■ **INFORMATION**
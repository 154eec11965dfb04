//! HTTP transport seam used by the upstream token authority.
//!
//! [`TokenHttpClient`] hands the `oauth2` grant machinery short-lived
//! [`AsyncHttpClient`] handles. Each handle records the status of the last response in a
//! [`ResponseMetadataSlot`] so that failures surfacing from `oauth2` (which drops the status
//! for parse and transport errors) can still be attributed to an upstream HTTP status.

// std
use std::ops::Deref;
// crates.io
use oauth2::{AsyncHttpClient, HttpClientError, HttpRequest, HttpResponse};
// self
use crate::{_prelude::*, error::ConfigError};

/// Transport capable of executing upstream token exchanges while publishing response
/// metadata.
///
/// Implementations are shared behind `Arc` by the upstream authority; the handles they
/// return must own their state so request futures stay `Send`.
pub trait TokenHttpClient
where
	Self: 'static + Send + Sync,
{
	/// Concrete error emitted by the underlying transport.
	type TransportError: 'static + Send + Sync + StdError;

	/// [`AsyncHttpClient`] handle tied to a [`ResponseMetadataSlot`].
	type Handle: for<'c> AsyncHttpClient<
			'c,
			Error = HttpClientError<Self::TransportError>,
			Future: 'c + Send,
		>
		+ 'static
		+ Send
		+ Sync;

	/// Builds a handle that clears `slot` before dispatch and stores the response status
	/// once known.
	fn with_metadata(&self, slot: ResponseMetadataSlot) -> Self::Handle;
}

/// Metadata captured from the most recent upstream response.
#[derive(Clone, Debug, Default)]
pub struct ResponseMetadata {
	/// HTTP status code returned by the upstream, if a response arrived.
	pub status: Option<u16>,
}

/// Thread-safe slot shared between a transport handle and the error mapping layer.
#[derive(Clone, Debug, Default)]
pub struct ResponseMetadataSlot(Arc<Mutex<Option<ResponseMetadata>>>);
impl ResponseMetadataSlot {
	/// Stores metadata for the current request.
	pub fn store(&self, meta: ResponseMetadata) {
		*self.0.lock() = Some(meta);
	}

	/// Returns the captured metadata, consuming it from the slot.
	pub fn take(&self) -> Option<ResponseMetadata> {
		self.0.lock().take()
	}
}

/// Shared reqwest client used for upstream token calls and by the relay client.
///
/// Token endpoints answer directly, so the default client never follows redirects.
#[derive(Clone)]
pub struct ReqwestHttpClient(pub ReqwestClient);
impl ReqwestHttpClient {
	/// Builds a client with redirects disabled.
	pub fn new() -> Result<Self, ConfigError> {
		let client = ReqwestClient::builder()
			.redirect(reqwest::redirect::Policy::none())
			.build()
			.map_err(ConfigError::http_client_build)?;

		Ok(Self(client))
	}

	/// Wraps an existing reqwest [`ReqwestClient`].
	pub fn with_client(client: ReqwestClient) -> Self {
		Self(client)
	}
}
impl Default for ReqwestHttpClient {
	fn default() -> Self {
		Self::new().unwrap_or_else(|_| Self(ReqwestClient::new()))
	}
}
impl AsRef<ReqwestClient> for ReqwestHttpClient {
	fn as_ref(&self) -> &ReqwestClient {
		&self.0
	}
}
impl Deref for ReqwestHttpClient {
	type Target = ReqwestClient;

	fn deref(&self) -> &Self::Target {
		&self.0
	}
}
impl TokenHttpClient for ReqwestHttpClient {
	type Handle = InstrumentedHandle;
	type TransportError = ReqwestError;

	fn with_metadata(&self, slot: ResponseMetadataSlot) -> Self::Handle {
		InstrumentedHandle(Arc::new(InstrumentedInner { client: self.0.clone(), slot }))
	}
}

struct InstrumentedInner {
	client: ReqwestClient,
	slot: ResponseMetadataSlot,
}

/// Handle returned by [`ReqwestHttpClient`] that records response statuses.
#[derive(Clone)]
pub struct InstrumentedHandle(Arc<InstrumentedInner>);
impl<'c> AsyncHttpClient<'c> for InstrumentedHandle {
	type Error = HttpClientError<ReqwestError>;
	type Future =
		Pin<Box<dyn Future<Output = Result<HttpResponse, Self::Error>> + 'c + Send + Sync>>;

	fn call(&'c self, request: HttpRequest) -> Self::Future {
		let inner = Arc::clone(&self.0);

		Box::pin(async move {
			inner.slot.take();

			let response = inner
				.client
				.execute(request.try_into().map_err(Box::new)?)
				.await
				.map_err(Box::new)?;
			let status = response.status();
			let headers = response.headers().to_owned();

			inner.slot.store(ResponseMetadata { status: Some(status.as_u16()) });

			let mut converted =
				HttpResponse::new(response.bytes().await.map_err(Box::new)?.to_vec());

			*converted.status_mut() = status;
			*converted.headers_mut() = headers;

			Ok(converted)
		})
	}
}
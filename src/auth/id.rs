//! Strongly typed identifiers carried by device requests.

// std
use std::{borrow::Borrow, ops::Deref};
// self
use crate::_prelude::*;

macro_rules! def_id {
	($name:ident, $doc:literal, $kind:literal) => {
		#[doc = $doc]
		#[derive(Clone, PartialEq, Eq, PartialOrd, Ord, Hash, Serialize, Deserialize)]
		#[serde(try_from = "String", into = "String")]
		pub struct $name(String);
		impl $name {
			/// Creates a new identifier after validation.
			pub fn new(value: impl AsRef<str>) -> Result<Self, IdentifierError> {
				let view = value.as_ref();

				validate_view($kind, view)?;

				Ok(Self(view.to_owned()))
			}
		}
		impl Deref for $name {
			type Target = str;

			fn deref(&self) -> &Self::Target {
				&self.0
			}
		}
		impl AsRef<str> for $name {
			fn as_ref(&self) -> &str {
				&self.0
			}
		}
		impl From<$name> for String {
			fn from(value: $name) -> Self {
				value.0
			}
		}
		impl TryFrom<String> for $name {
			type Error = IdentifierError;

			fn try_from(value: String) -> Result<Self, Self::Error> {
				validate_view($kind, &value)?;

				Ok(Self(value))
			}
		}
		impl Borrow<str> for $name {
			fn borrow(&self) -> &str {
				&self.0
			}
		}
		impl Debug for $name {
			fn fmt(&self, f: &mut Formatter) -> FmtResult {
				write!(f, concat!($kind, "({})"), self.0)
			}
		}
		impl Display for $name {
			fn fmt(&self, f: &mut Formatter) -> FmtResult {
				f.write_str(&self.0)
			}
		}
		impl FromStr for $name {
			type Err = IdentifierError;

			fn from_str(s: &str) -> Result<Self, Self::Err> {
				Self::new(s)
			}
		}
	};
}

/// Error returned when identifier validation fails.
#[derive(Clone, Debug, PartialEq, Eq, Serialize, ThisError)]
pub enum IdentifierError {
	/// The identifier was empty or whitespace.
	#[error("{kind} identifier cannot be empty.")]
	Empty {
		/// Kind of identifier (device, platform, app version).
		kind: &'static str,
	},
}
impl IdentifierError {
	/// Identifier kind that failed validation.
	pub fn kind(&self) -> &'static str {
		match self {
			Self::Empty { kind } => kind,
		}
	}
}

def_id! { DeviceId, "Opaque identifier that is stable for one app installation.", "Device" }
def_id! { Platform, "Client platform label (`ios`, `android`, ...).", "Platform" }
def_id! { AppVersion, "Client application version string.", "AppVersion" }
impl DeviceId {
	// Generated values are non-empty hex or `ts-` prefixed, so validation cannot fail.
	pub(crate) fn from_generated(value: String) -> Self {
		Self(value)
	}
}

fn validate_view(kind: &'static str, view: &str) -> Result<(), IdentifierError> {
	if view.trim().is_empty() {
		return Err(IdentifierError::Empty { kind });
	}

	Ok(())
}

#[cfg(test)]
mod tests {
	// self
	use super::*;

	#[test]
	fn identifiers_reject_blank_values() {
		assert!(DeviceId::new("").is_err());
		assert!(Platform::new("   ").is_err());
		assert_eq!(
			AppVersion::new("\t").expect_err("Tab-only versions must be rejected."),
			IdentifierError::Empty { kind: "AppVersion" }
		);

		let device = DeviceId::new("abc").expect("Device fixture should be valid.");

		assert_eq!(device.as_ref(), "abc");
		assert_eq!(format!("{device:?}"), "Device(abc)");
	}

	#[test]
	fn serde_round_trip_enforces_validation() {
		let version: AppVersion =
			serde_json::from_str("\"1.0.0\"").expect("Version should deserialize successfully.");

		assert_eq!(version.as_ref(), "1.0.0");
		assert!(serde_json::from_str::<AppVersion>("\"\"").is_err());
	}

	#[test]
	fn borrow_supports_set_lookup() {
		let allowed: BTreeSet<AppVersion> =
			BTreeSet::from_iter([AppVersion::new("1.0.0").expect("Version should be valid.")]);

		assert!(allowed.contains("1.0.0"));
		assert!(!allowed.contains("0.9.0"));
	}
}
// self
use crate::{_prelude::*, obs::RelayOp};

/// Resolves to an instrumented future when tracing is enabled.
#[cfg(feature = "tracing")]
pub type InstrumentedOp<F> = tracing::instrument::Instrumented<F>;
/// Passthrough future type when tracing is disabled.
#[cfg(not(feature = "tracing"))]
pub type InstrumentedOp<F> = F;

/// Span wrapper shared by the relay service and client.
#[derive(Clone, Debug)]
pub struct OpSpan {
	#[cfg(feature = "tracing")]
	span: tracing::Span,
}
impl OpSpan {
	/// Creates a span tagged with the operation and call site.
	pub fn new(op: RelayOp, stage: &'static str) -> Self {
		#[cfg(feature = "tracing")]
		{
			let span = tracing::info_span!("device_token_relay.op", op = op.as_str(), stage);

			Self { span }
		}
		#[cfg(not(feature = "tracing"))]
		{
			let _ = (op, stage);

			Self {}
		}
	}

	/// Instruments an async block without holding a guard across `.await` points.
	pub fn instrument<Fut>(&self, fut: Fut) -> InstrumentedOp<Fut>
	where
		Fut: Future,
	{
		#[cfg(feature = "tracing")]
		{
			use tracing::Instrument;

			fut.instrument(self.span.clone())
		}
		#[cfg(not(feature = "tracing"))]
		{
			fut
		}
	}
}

■ **TASK DIRECTIONS**
Scan the records above for the word "InstrumentedHandle". Copy each line that has it.

■ **EXERCISE RESULT**
	type Handle = InstrumentedHandle;
		InstrumentedHandle(Arc::new(InstrumentedInner { client: self.0.clone(), slot }))
pub struct InstrumentedHandle(Arc<InstrumentedInner>);
impl<'c> AsyncHttpClient<'c> for InstrumentedHandle {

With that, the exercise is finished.